─── DATA UNDER STUDY ───
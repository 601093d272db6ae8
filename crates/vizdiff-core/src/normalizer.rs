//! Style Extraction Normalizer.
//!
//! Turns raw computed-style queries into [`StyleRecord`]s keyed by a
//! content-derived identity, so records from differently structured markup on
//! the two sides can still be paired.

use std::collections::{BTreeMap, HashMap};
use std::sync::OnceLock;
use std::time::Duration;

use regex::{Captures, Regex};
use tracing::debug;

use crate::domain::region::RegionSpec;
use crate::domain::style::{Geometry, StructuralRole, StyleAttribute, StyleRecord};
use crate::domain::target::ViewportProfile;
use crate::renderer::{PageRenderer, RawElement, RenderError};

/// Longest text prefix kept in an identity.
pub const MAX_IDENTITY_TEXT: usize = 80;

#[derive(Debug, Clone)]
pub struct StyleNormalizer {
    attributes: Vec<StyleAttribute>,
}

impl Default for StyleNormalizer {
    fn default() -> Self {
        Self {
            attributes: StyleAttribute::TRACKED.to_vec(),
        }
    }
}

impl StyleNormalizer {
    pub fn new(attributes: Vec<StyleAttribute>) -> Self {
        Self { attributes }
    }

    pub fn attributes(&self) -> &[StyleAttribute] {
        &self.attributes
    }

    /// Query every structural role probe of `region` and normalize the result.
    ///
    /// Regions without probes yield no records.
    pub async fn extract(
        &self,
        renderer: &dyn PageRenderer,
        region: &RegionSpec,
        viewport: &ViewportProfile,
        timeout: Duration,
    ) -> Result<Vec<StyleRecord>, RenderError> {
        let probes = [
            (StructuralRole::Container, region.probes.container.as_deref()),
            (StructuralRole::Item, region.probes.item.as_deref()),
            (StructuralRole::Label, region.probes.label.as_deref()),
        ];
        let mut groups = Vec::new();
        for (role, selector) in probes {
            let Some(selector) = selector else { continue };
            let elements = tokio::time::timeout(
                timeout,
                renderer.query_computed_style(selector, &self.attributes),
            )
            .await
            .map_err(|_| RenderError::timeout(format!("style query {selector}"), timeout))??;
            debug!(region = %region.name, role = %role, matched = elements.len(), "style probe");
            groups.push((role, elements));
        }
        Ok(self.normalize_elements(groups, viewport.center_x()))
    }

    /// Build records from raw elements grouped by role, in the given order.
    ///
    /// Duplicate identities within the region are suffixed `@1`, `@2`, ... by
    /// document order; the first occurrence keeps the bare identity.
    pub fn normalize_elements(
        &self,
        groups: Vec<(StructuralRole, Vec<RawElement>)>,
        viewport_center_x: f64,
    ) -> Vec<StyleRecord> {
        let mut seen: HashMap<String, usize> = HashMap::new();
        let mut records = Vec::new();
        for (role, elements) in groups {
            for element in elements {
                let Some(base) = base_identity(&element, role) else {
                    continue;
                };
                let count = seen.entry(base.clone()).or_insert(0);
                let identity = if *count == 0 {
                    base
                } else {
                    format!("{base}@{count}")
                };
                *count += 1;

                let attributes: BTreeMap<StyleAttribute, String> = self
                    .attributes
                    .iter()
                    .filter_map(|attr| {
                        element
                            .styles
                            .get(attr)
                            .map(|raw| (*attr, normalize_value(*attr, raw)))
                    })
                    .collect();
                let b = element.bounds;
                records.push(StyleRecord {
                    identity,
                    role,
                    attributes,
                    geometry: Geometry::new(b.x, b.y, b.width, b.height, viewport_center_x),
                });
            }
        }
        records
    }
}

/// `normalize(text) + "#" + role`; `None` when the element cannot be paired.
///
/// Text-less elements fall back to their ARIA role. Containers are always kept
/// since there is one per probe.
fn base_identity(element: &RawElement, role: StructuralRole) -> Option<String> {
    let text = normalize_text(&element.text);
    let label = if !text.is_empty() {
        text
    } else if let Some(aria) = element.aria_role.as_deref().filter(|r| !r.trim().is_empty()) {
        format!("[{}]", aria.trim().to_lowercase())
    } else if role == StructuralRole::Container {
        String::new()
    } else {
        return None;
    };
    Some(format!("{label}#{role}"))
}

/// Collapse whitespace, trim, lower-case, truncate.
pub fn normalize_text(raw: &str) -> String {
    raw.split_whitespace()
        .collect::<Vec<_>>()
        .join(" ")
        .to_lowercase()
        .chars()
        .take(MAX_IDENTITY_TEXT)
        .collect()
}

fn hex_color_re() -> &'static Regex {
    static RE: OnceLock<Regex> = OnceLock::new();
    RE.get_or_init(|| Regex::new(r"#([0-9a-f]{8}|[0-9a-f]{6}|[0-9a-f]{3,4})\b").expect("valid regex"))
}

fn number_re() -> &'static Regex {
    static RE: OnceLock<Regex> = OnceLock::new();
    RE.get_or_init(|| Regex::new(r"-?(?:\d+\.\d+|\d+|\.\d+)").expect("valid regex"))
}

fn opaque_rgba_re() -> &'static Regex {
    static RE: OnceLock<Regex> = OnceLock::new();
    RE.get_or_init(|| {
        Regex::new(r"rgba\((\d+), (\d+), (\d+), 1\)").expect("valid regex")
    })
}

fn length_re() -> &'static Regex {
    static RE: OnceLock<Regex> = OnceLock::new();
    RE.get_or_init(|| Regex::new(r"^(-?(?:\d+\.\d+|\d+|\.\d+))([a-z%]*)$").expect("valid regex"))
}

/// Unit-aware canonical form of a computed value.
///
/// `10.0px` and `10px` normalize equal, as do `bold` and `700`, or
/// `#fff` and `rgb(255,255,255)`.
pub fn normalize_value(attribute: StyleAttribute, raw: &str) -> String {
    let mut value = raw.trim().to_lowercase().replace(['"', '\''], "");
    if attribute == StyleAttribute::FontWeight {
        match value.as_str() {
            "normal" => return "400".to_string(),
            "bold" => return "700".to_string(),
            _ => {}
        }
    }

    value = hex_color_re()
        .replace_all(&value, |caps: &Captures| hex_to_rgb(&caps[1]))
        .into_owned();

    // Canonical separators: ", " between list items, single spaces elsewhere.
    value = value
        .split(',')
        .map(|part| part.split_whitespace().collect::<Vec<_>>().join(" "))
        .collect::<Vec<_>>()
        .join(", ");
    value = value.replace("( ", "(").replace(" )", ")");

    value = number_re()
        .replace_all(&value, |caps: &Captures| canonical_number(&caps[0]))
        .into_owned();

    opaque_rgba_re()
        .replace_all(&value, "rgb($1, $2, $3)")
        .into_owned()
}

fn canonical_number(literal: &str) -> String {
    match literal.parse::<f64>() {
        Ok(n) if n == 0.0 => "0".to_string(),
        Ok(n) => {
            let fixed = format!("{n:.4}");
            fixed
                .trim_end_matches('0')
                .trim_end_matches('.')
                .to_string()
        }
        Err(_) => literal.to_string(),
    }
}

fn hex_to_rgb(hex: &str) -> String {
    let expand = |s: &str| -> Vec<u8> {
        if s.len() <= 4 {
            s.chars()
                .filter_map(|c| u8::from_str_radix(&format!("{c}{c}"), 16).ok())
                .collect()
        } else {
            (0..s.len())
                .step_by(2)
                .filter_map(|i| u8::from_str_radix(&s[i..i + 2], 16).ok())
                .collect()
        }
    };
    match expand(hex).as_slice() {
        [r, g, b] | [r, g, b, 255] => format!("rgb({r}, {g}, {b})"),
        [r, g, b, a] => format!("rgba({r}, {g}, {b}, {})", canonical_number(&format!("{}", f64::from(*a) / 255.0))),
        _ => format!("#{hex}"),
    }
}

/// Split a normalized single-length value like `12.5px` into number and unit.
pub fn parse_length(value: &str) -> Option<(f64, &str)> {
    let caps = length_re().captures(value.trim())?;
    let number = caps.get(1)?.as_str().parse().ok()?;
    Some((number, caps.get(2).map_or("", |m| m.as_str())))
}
───
The answer consists of the lines above that include the word "continue", each copied exactly.

* SOLUTION:
            let Some(selector) = selector else { continue };
                    continue;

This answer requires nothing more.